(Stored data entries)

※ ※ ※

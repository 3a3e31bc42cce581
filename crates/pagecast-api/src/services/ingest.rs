//! Ingestion: turn a repository URL into a queued deployment job.

use bytes::Bytes;
use futures::{TryStreamExt, stream};
use pagecast_core::artifact::source_key;
use pagecast_core::{DeploymentStatus, JobId, JobQueue, ObjectStore, StatusStore, content_type_for};
use std::path::{Path, PathBuf};
use std::sync::Arc;
use tracing::{info, warn};

use super::{GitError, GitService};

/// Directories never uploaded as job sources.
const SKIPPED_DIRS: [&str; 1] = [".git"];

#[derive(Debug, thiserror::Error)]
pub enum IngestError {
    #[error(transparent)]
    Git(#[from] GitError),

    #[error("IO error: {0}")]
    Io(#[from] std::io::Error),

    #[error(transparent)]
    Store(#[from] pagecast_core::Error),
}

pub struct IngestService {
    git: GitService,
    store: Arc<dyn ObjectStore>,
    queue: Arc<dyn JobQueue>,
    status: Arc<dyn StatusStore>,
    clone_root: PathBuf,
    concurrency: usize,
}

impl IngestService {
    pub fn new(
        store: Arc<dyn ObjectStore>,
        queue: Arc<dyn JobQueue>,
        status: Arc<dyn StatusStore>,
        clone_root: impl Into<PathBuf>,
    ) -> Self {
        Self {
            git: GitService::new(),
            store,
            queue,
            status,
            clone_root: clone_root.into(),
            concurrency: 8,
        }
    }

    pub fn with_git(mut self, git: GitService) -> Self {
        self.git = git;
        self
    }

    pub fn with_concurrency(mut self, concurrency: usize) -> Self {
        self.concurrency = concurrency.max(1);
        self
    }

    /// Clone `repo_url`, store its files and queue a new job for it.
    pub async fn deploy(&self, repo_url: &str) -> Result<JobId, IngestError> {
        self.git.validate_url(repo_url)?;
        let job_id = JobId::generate();
        let checkout = self.clone_root.join(job_id.as_str());

        let result = async {
            self.git.clone_shallow(repo_url, &checkout).await?;
            self.ingest_directory(&job_id, &checkout).await
        }
        .await;

        match tokio::fs::remove_dir_all(&checkout).await {
            Ok(()) => {}
            Err(e) if e.kind() == std::io::ErrorKind::NotFound => {}
            Err(e) => warn!(job_id = %job_id, error = %e, "Failed to remove checkout"),
        }

        let files = result?;
        info!(job_id = %job_id, repo_url = %repo_url, files, "Repository ingested");
        Ok(job_id)
    }

    /// Upload every file under `dir` as the sources of `job_id`, then mark
    /// the job queued and enqueue it.
    pub async fn ingest_directory(&self, job_id: &JobId, dir: &Path) -> Result<usize, IngestError> {
        let mut files = Vec::new();
        collect_sources(dir, dir, &mut files).await?;
        let count = files.len();

        stream::iter(files.into_iter().map(Ok::<_, IngestError>))
            .try_for_each_concurrent(self.concurrency, |(path, relative)| async move {
                let data = tokio::fs::read(&path).await?;
                self.store
                    .put(
                        &source_key(job_id, &relative),
                        Bytes::from(data),
                        content_type_for(&relative),
                    )
                    .await?;
                Ok::<(), IngestError>(())
            })
            .await?;

        self.status
            .set_status(job_id, DeploymentStatus::Queued)
            .await?;
        self.queue.enqueue(job_id).await?;
        info!(job_id = %job_id, files = count, "Job queued");
        Ok(count)
    }
}

#[async_recursion::async_recursion]
async fn collect_sources(
    root: &Path,
    dir: &Path,
    out: &mut Vec<(PathBuf, String)>,
) -> std::io::Result<()> {
    let mut entries = tokio::fs::read_dir(dir).await?;
    while let Some(entry) = entries.next_entry().await? {
        let path = entry.path();
        let file_type = entry.file_type().await?;
        let name = entry.file_name();

        if file_type.is_dir() {
            if SKIPPED_DIRS.iter().any(|skip| name.as_os_str() == *skip) {
                continue;
            }
            collect_sources(root, &path, out).await?;
        } else if file_type.is_file() {
            let Ok(relative) = path.strip_prefix(root) else {
                continue;
            };
            let relative = relative
                .components()
                .map(|c| c.as_os_str().to_string_lossy())
                .collect::<Vec<_>>()
                .join("/");
            out.push((path, relative));
        }
    }
    Ok(())
}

※ ※ ※

| YOUR ASSIGNMENT |
Each entry must be retyped exactly as it was written above.

| RESPONSE |
repository 3a3e31bc42cce581
filename crates/pagecast-api/src/services/ingest.rs
//! Ingestion: turn a repository URL into a queued deployment job.

use bytes::Bytes;
use futures::{TryStreamExt, stream};
use pagecast_core::artifact::source_key;
use pagecast_core::{DeploymentStatus, JobId, JobQueue, ObjectStore, StatusStore, content_type_for};
use std::path::{Path, PathBuf};
use std::sync::Arc;
use tracing::{info, warn};

use super::{GitError, GitService};

/// Directories never uploaded as job sources.
const SKIPPED_DIRS: [&str; 1] = [".git"];

#[derive(Debug, thiserror::Error)]
pub enum IngestError {
    #[error(transparent)]
    Git(#[from] GitError),

    #[error("IO error: {0}")]
    Io(#[from] std::io::Error),

    #[error(transparent)]
    Store(#[from] pagecast_core::Error),
}

pub struct IngestService {
    git: GitService,
    store: Arc<dyn ObjectStore>,
    queue: Arc<dyn JobQueue>,
    status: Arc<dyn StatusStore>,
    clone_root: PathBuf,
    concurrency: usize,
}

impl IngestService {
    pub fn new(
        store: Arc<dyn ObjectStore>,
        queue: Arc<dyn JobQueue>,
        status: Arc<dyn StatusStore>,
        clone_root: impl Into<PathBuf>,
    ) -> Self {
        Self {
            git: GitService::new(),
            store,
            queue,
            status,
            clone_root: clone_root.into(),
            concurrency: 8,
        }
    }

    pub fn with_git(mut self, git: GitService) -> Self {
        self.git = git;
        self
    }

    pub fn with_concurrency(mut self, concurrency: usize) -> Self {
        self.concurrency = concurrency.max(1);
        self
    }

    /// Clone `repo_url`, store its files and queue a new job for it.
    pub async fn deploy(&self, repo_url: &str) -> Result<JobId, IngestError> {
        self.git.validate_url(repo_url)?;
        let job_id = JobId::generate();
        let checkout = self.clone_root.join(job_id.as_str());

        let result = async {
            self.git.clone_shallow(repo_url, &checkout).await?;
            self.ingest_directory(&job_id, &checkout).await
        }
        .await;

        match tokio::fs::remove_dir_all(&checkout).await {
            Ok(()) => {}
            Err(e) if e.kind() == std::io::ErrorKind::NotFound => {}
            Err(e) => warn!(job_id = %job_id, error = %e, "Failed to remove checkout"),
        }

        let files = result?;
        info!(job_id = %job_id, repo_url = %repo_url, files, "Repository ingested");
        Ok(job_id)
    }

    /// Upload every file under `dir` as the sources of `job_id`, then mark
    /// the job queued and enqueue it.
    pub async fn ingest_directory(&self, job_id: &JobId, dir: &Path) -> Result<usize, IngestError> {
        let mut files = Vec::new();
        collect_sources(dir, dir, &mut files).await?;
        let count = files.len();

        stream::iter(files.into_iter().map(Ok::<_, IngestError>))
            .try_for_each_concurrent(self.concurrency, |(path, relative)| async move {
                let data = tokio::fs::read(&path).await?;
                self.store
                    .put(
                        &source_key(job_id, &relative),
                        Bytes::from(data),
                        content_type_for(&relative),
                    )
                    .await?;
                Ok::<(), IngestError>(())
            })
            .await?;

        self.status
            .set_status(job_id, DeploymentStatus::Queued)
            .await?;
        self.queue.enqueue(job_id).await?;
        info!(job_id = %job_id, files = count, "Job queued");
        Ok(count)
    }
}

#[async_recursion::async_recursion]
async fn collect_sources(
    root: &Path,
    dir: &Path,
    out: &mut Vec<(PathBuf, String)>,
) -> std::io::Result<()> {
    let mut entries = tokio::fs::read_dir(dir).await?;
    while let Some(entry) = entries.next_entry().await? {
        let path = entry.path();
        let file_type = entry.file_type().await?;
        let name = entry.file_name();

        if file_type.is_dir() {
            if SKIPPED_DIRS.iter().any(|skip| name.as_os_str() == *skip) {
                continue;
            }
            collect_sources(root, &path, out).await?;
        } else if file_type.is_file() {
            let Ok(relative) = path.strip_prefix(root) else {
                continue;
            };
            let relative = relative
                .components()
                .map(|c| c.as_os_str().to_string_lossy())
                .collect::<Vec<_>>()
                .join("/");
            out.push((path, relative));
        }
    }
    Ok(())
}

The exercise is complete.